Auch Dieter Pienkny kennt das: "Die Gewerkschaften beklagen sich schon, wenn sie bei bestimmten Geschichten schlecht weggekommen sind oder wenn ein Sachverhalt schräg dargestellt wurde. Dann wenden sie sich an mich und erwarten, dass ich das Thema anspreche." Pienkny geht solchen Fällen nach, er sagt aber auch: "Es wird deswegen nicht immer Korrekturen oder Gegendarstellungen geben." Seinen Job sieht er vor allem darin, auf journalistische Fahrlässigkeiten, Missverständnisse oder einfach Uninformiertheit hinzuweisen: "Wenn ich über Ausbildungsvergütung spreche und dann ein Plakat zum Mindestlohn einblende - dann muss man den Kollegen klar machen, dass das zwei verschiedene Sachen sind.

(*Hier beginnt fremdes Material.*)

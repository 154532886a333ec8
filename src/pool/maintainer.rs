// ============================================================================
// Pool Maintainer
// ============================================================================
//
// Periodic background pass over the idle sessions:
//
// - evict sessions idle longer than `max_idle` (never below `min_sessions`)
// - ping sessions the service has not heard from for `keep_alive_interval`
// - refill to `min_sessions` and retry growth for waiting callers
// - move idle sessions between kinds toward the demanded write share
//
// The task only holds a `Weak` reference between ticks, so dropping the
// last `SessionPool` handle also ends the maintainer.
//
// ============================================================================

use super::PoolInner;
use crate::client::Status;
use crate::session::Session;
use futures::future::join_all;
use log::{debug, info, warn};
use std::sync::{Arc, Weak};
use std::time::Duration;
use tokio::sync::oneshot;
use tokio::task::JoinHandle;
use tokio::time::{Instant, sleep};

/// Handle of the background maintenance task.
pub(crate) struct Maintainer {
    stop_tx: Option<oneshot::Sender<()>>,
    join_handle: Option<JoinHandle<()>>,
}

impl Maintainer {
    /// Signals the task to stop and waits for the running tick to finish.
    pub async fn stop(mut self) {
        if let Some(stop_tx) = self.stop_tx.take() {
            let _ = stop_tx.send(());
        }

        if let Some(join_handle) = self.join_handle.take() {
            if let Err(err) = join_handle.await {
                if !err.is_cancelled() {
                    warn!("Session pool maintainer ended abnormally: {}", err);
                }
            }
        }
    }
}

impl Drop for Maintainer {
    fn drop(&mut self) {
        if let Some(stop_tx) = self.stop_tx.take() {
            let _ = stop_tx.send(());
        }
        if let Some(join_handle) = self.join_handle.take() {
            join_handle.abort();
        }
    }
}

pub(crate) fn spawn_maintainer(pool: Weak<PoolInner>, interval: Duration) -> Maintainer {
    let (stop_tx, mut stop_rx) = oneshot::channel::<()>();

    let join_handle = tokio::spawn(async move {
        loop {
            tokio::select! {
                _ = &mut stop_rx => {
                    break;
                }
                _ = sleep(interval) => {
                    let Some(inner) = pool.upgrade() else {
                        break;
                    };
                    inner.run_maintenance_tick().await;
                }
            }
        }
        debug!("Session pool maintainer stopped");
    });

    Maintainer {
        stop_tx: Some(stop_tx),
        join_handle: Some(join_handle),
    }
}

/// Result of a liveness check on a session held by the maintainer
enum Checked {
    Alive(Session),
    Dead(Session, Status),
}

impl PoolInner {
    pub(crate) async fn run_maintenance_tick(self: &Arc<Self>) {
        let now = Instant::now();
        let (evicted, quiet, rebalance, plans) = {
            let mut state = self.lock_state();
            if state.closed {
                return;
            }
            let evicted = state.take_evictable(now, &self.config);
            let quiet = state.take_for_keep_alive(now, &self.config);
            let rebalance = state.take_for_rebalance();
            let plans = state.plan_follow_up(now, &self.config);
            (evicted, quiet, rebalance, plans)
        };

        if !evicted.is_empty() {
            info!("Evicting {} sessions idle for more than {:?}", evicted.len(), self.config.max_idle);
        }
        self.spawn_delete(evicted);
        self.spawn_growth(plans);

        let pings = join_all(quiet.into_iter().map(|session| self.ping(session)));
        let prepares = join_all(rebalance.to_prepare.into_iter().map(|session| self.prepare(session)));
        let rollbacks = join_all(
            rebalance
                .to_rollback
                .iter()
                .map(|(remote, transaction)| self.client.rollback(remote, transaction)),
        );
        let (pinged, prepared, rolled_back) = futures::join!(pings, prepares, rollbacks);

        for result in rolled_back {
            if let Err(status) = result {
                debug!("Failed to roll back prepared transaction of demoted session: {}", status);
            }
        }

        let ping_failures = pinged
            .iter()
            .filter(|checked| matches!(checked, Checked::Dead(..)))
            .count();
        {
            let mut state = self.lock_state();
            state.counters.pings += pinged.len() as u64;
            state.counters.ping_failures += ping_failures as u64;
        }
        if ping_failures > 0 {
            warn!("{} of {} keep-alive pings failed", ping_failures, pinged.len());
        }

        let prepared = prepared.into_iter().map(|(session, failure)| match failure {
            Some(status) if status.is_session_not_found() => Checked::Dead(session, status),
            Some(status) => {
                debug!("Could not prepare {}: {}", session.id(), status);
                Checked::Alive(session)
            }
            None => Checked::Alive(session),
        });

        self.settle(pinged.into_iter().chain(prepared).collect());
    }

    /// Ping a session released as Suspect before it may be reused
    pub(crate) async fn revalidate(self: Arc<Self>, session: Session) {
        let checked = self.ping(session).await;
        {
            let mut state = self.lock_state();
            state.counters.pings += 1;
            if matches!(checked, Checked::Dead(..)) {
                state.counters.ping_failures += 1;
                state.counters.invalidated += 1;
            }
        }
        self.settle(vec![checked]);
    }

    async fn ping(&self, session: Session) -> Checked {
        match self.client.ping_session(session.remote()).await {
            Ok(()) => Checked::Alive(session),
            Err(status) => Checked::Dead(session, status),
        }
    }

    /// Hand maintained sessions back to Idle, or destroy and replace them
    fn settle(self: &Arc<Self>, checked: Vec<Checked>) {
        if checked.is_empty() {
            return;
        }

        let now = Instant::now();
        let mut doomed = Vec::new();
        let mut plans = Vec::new();
        {
            let mut state = self.lock_state();
            for outcome in checked {
                match outcome {
                    Checked::Alive(mut session) => {
                        session.mark_checked(now);
                        doomed.extend(state.return_from_maintenance(session));
                    }
                    Checked::Dead(mut session, status) => {
                        debug!("Destroying {} ({}): {}", session.id(), session.name(), status);
                        let kind = session.kind();
                        session.mark_destroyed();
                        state.drop_from_maintenance();
                        if let Some(count) = state.plan_replacement(kind, now, &self.config) {
                            plans.push((kind, count));
                        }
                        doomed.push(session);
                    }
                }
            }
            state.dispatch(self.config.allow_upgrade);
        }

        self.spawn_delete(doomed);
        self.spawn_growth(plans);
    }
}
// ============================================================================
// Transaction Runner
// ============================================================================
//
// acquire -> begin (or reuse the prepared transaction) -> body -> commit/end
// -> release, repeated with backoff while attempts fail with a retryable
// class and the deadline allows it.
//
// ============================================================================

use super::handle::{Transaction, within_deadline};
use super::retry::RetryPolicy;
use crate::client::{SessionClient, StatusCode};
use crate::core::{Error, ErrorClass, Result, SessionKind, TransactionId, TransactionMode};
use crate::pool::{ReleaseOutcome, SessionPool};
use crate::session::Session;
use std::future::Future;
use std::sync::Arc;
use std::time::Duration;
use tokio::time::Instant;
use tracing::{Instrument, Level, event, info_span};

/// Runs transaction bodies against pooled sessions and retries them
/// transparently on aborts and lost sessions.
#[derive(Clone)]
pub struct TransactionRunner {
    pool: SessionPool,
    policy: RetryPolicy,
    default_timeout: Duration,
}

impl TransactionRunner {
    /// Runner with the pool's retry policy and transaction deadline
    pub fn new(pool: SessionPool) -> Self {
        let policy = pool.config().retry.clone();
        let default_timeout = pool.config().transaction_deadline;
        Self {
            pool,
            policy,
            default_timeout,
        }
    }

    pub fn with_policy(mut self, policy: RetryPolicy) -> Self {
        self.policy = policy;
        self
    }

    pub fn with_default_timeout(mut self, timeout: Duration) -> Self {
        self.default_timeout = timeout;
        self
    }

    pub fn pool(&self) -> &SessionPool {
        &self.pool
    }

    /// Run `body` in a transaction of `kind`, retrying until it commits,
    /// fails with a non-retryable error or `timeout` runs out.
    ///
    /// # Re-execution
    ///
    /// `body` may run several times, each time against a fresh
    /// [`Transaction`]. Only effects made through that handle are undone by a
    /// retry; anything else the body does (sending messages, bumping local
    /// counters) happens once per attempt. Keep bodies free of such side
    /// effects or make them idempotent.
    ///
    /// # Errors
    ///
    /// - a non-retryable error from the body or the service, verbatim
    /// - [`Error::DeadlineExceeded`] carrying the last retryable cause, no
    ///   earlier than the deadline
    /// - [`Error::PoolExhausted`] or [`Error::PoolClosed`] from the pool
    ///
    /// # Cancellation
    ///
    /// Dropping the returned future stops at the current await point. An
    /// open transaction is rolled back and the session is returned to the
    /// pool in the background.
    pub async fn run<T, F, Fut>(
        &self,
        kind: SessionKind,
        timeout: Option<Duration>,
        mut body: F,
    ) -> Result<T>
    where
        F: FnMut(Transaction) -> Fut,
        Fut: Future<Output = anyhow::Result<T>>,
    {
        let started = Instant::now();
        let deadline = started + timeout.unwrap_or(self.default_timeout);
        let mut backoff = self.policy.backoff();
        let mut last_retryable: Option<Error> = None;
        let mut attempts: u32 = 0;

        loop {
            attempts += 1;
            let span = info_span!("transaction.attempt", kind = %kind, attempt = attempts);
            let err = match self
                .attempt(kind, deadline, attempts, &mut body)
                .instrument(span)
                .await
            {
                Ok(value) => {
                    if attempts > 1 {
                        event!(Level::DEBUG, attempts, "transaction committed after retries");
                    }
                    return Ok(value);
                }
                Err(err) => err,
            };

            let class = if err.is_pool_exhausted() && Instant::now() >= deadline {
                ErrorClass::DeadlineExceeded
            } else {
                err.class()
            };

            let delay = match class {
                ErrorClass::Fatal => {
                    event!(Level::DEBUG, error = %err, attempts, "transaction failed");
                    return Err(err);
                }
                ErrorClass::DeadlineExceeded => {
                    event!(Level::WARN, error = %err, attempts, "transaction deadline exceeded");
                    return Err(Error::DeadlineExceeded {
                        elapsed: started.elapsed(),
                        attempts,
                        last_cause: Some(Box::new(last_retryable.unwrap_or(err))),
                    });
                }
                ErrorClass::InvalidSession => Duration::ZERO,
                ErrorClass::Abort => backoff.next_delay(err.retry_delay()),
            };

            if Instant::now() + delay >= deadline {
                tokio::time::sleep_until(deadline).await;
                event!(
                    Level::WARN,
                    error = %err,
                    attempts,
                    "transaction deadline exceeded while retrying"
                );
                return Err(Error::DeadlineExceeded {
                    elapsed: started.elapsed(),
                    attempts,
                    last_cause: Some(Box::new(err)),
                });
            }

            event!(
                Level::DEBUG,
                error = %err,
                attempts,
                delay_ms = delay.as_millis() as u64,
                "retrying transaction"
            );
            if !delay.is_zero() {
                tokio::time::sleep(delay).await;
            }
            last_retryable = Some(err);
        }
    }

    async fn attempt<T, F, Fut>(
        &self,
        kind: SessionKind,
        deadline: Instant,
        attempt: u32,
        body: &mut F,
    ) -> Result<T>
    where
        F: FnMut(Transaction) -> Fut,
        Fut: Future<Output = anyhow::Result<T>>,
    {
        let mut session = self.pool.acquire(kind, Some(deadline)).await?;
        let client = Arc::clone(self.pool.client());
        let mode = kind.transaction_mode();
        let remote = session.remote().clone();
        event!(Level::DEBUG, session = %remote, "session acquired");

        // A read-only transaction supersedes the prepared one, which is rolled back
        let prepared = session.take_prepared_transaction();
        let mut lease = SessionLease::new(&self.pool, session);
        let id = match (mode, prepared) {
            (TransactionMode::ReadWrite, Some(id)) => id,
            (_, superseded) => {
                if let Some(prepared) = superseded {
                    lease.opened(prepared.clone(), TransactionMode::ReadWrite);
                    if let Err(status) =
                        within_deadline(deadline, client.rollback(&remote, &prepared)).await
                    {
                        event!(Level::DEBUG, error = %status, "rolling back prepared transaction failed");
                    }
                    lease.closed();
                }
                match within_deadline(deadline, client.begin_transaction(&remote, mode)).await {
                    Ok(id) => id,
                    Err(status) => {
                        let err = Error::from(status);
                        lease.release(release_outcome(&err));
                        return Err(err);
                    }
                }
            }
        };
        lease.opened(id.clone(), mode);

        let transaction = Transaction::new(
            Arc::clone(&client),
            remote.clone(),
            id.clone(),
            mode,
            deadline,
            attempt,
        );

        match body(transaction).await {
            Ok(value) => {
                let finished = match mode {
                    TransactionMode::ReadWrite => {
                        within_deadline(deadline, client.commit(&remote, &id)).await
                    }
                    TransactionMode::ReadOnly => {
                        within_deadline(deadline, client.end_transaction(&remote, &id)).await
                    }
                };
                lease.closed();

                match finished {
                    Ok(()) => {
                        lease.release(ReleaseOutcome::Valid);
                        Ok(value)
                    }
                    Err(status) if mode == TransactionMode::ReadOnly => {
                        // The reads already succeeded
                        let err = Error::from(status);
                        event!(Level::DEBUG, error = %err, "ending read-only transaction failed");
                        lease.release(release_outcome(&err));
                        Ok(value)
                    }
                    Err(status) => {
                        let err = Error::from(status);
                        lease.release(release_outcome(&err));
                        Err(err)
                    }
                }
            }
            Err(app_err) => {
                let err = into_error(app_err);
                let class = err.class();
                if class != ErrorClass::InvalidSession && Instant::now() < deadline {
                    let closing = match mode {
                        TransactionMode::ReadWrite => {
                            within_deadline(deadline, client.rollback(&remote, &id)).await
                        }
                        TransactionMode::ReadOnly => {
                            within_deadline(deadline, client.end_transaction(&remote, &id)).await
                        }
                    };
                    if let Err(status) = closing {
                        event!(Level::DEBUG, error = %status, "best-effort rollback failed");
                    }
                }
                lease.closed();
                lease.release(release_outcome(&err));
                Err(err)
            }
        }
    }
}

/// Unwrap crate errors the body propagated through `anyhow`
fn into_error(err: anyhow::Error) -> Error {
    match err.downcast::<Error>() {
        Ok(err) => err,
        Err(err) => Error::Application(err),
    }
}

/// How a session goes back to the pool after an attempt failed with `err`
pub(crate) fn release_outcome(err: &Error) -> ReleaseOutcome {
    if err.class() == ErrorClass::InvalidSession {
        return ReleaseOutcome::Invalid;
    }
    match err.status() {
        Some(status) if status.code == StatusCode::DeadlineExceeded => ReleaseOutcome::Suspect,
        Some(status) if status.is_transport_failure() => ReleaseOutcome::Suspect,
        _ => ReleaseOutcome::Valid,
    }
}

/// Checked-out session of one attempt.
///
/// Returns the session to the pool when dropped, after rolling back a
/// transaction the attempt left open.
struct SessionLease<'a> {
    pool: &'a SessionPool,
    session: Option<Session>,
    open: Option<(TransactionId, TransactionMode)>,
}

impl<'a> SessionLease<'a> {
    fn new(pool: &'a SessionPool, session: Session) -> Self {
        Self {
            pool,
            session: Some(session),
            open: None,
        }
    }

    fn opened(&mut self, id: TransactionId, mode: TransactionMode) {
        self.open = Some((id, mode));
    }

    fn closed(&mut self) {
        self.open = None;
    }

    fn release(mut self, outcome: ReleaseOutcome) {
        self.open = None;
        if let Some(session) = self.session.take() {
            self.pool.release(session, outcome);
        }
    }
}

impl Drop for SessionLease<'_> {
    fn drop(&mut self) {
        let Some(session) = self.session.take() else {
            return;
        };
        let Some((id, mode)) = self.open.take() else {
            self.pool.release(session, ReleaseOutcome::Valid);
            return;
        };

        let Ok(handle) = tokio::runtime::Handle::try_current() else {
            self.pool.release(session, ReleaseOutcome::Valid);
            return;
        };
        let pool = self.pool.clone();
        let client: Arc<dyn SessionClient> = Arc::clone(pool.client());
        handle.spawn(async move {
            let closing = match mode {
                TransactionMode::ReadWrite => client.rollback(session.remote(), &id).await,
                TransactionMode::ReadOnly => client.end_transaction(session.remote(), &id).await,
            };
            let outcome = match closing {
                Ok(()) => ReleaseOutcome::Valid,
                Err(status) => release_outcome(&Error::from(status)),
            };
            pool.release(session, outcome);
        });
    }
}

Das sind manchmal kleine Nachhilfestunden."

MEHR QUALIFIZIERUNG ERWÜNSCHT_ Nachhilfe wünscht sich Pienkny aber auch manchmal selbst - für seine eigene Arbeit. Seine Vorstellung: "Regelmäßige Fortbildungs- und Qualifizierungsveranstaltungen für Rundfunkräte. Zum Beispiel: Wie lese ich einen Finanzplan, wie sehen die neuen technischen Entwicklungen aus, was wird Brüssel anschieben in Sachen Fernsehrichtlinie?" Man könne sich vieles anlesen, sagt er - "aber bei rund hundert Gremienmitgliedern, wäre es sinnvoll, so etwas anzubieten." Dies gilt wohl umso mehr, als fast alle Gewerkschaftsvertreter die Frage mit Ja beantworten, ob sie an einer medienpolitischen Schulung teilnehmen würden.

"In vielen Organisationen hapert es dabei noch und ich hoffe darauf, dass der DGB die Zeichen der Zeit erkannt hat und mehr in Sachen Qualifizierung tut", meint Pienkny. Wichtig sei auch der Austausch mit anderen gewerkschaftlichen Gremienmitgliedern. Das bestätigt auch die Mehrheit der gewerkschaftlichen Rundfunkräte: Fast alle geben an, dass sie sich mit Kollegen austauschen. Dabei wird häufiger auch auf den Arbeitskreis Medienpolitik des DGB verwiesen. Dort treffen sich mehrmals im Jahr die für Medienpolitik zuständigen Referenten aus dem DGB, den Gewerkschaften und den DGB-Gliederungen.

Pienkny diagnostiziert für den öffentlichen-rechtlichen Rundfunk eine "enorme Legitimationskrise" - und die brennt ihm unter den Nägeln. Sein Ziel ist es, das System "immer wieder an dessen Ursprung und Auftrag zu erinnern, das ist meine gewerkschaftliche Funktion." Ihm geht es um eine unverkennbare Handschrift - die Öffentlich-Rechtlichen kupfern seiner Meinung nach zuviel vom kommerziellen Fernsehen ab: "Das heißt, die Einfalt in Vielfalt zu kopieren: Damit tut sich der öffentlich-rechtliche Rundfunk keinen Gefallen." Als Stärken des Systems nennt er den "enormen Kompetenzvorsprung" in den Nachrichten, in der Information, in der Kultur: "Dazu muss man auch stehen und darf Sendungen, die genial sind, nicht um 23.00 oder 24.00 Uhr bei Arte oder auf 3sat verstecken."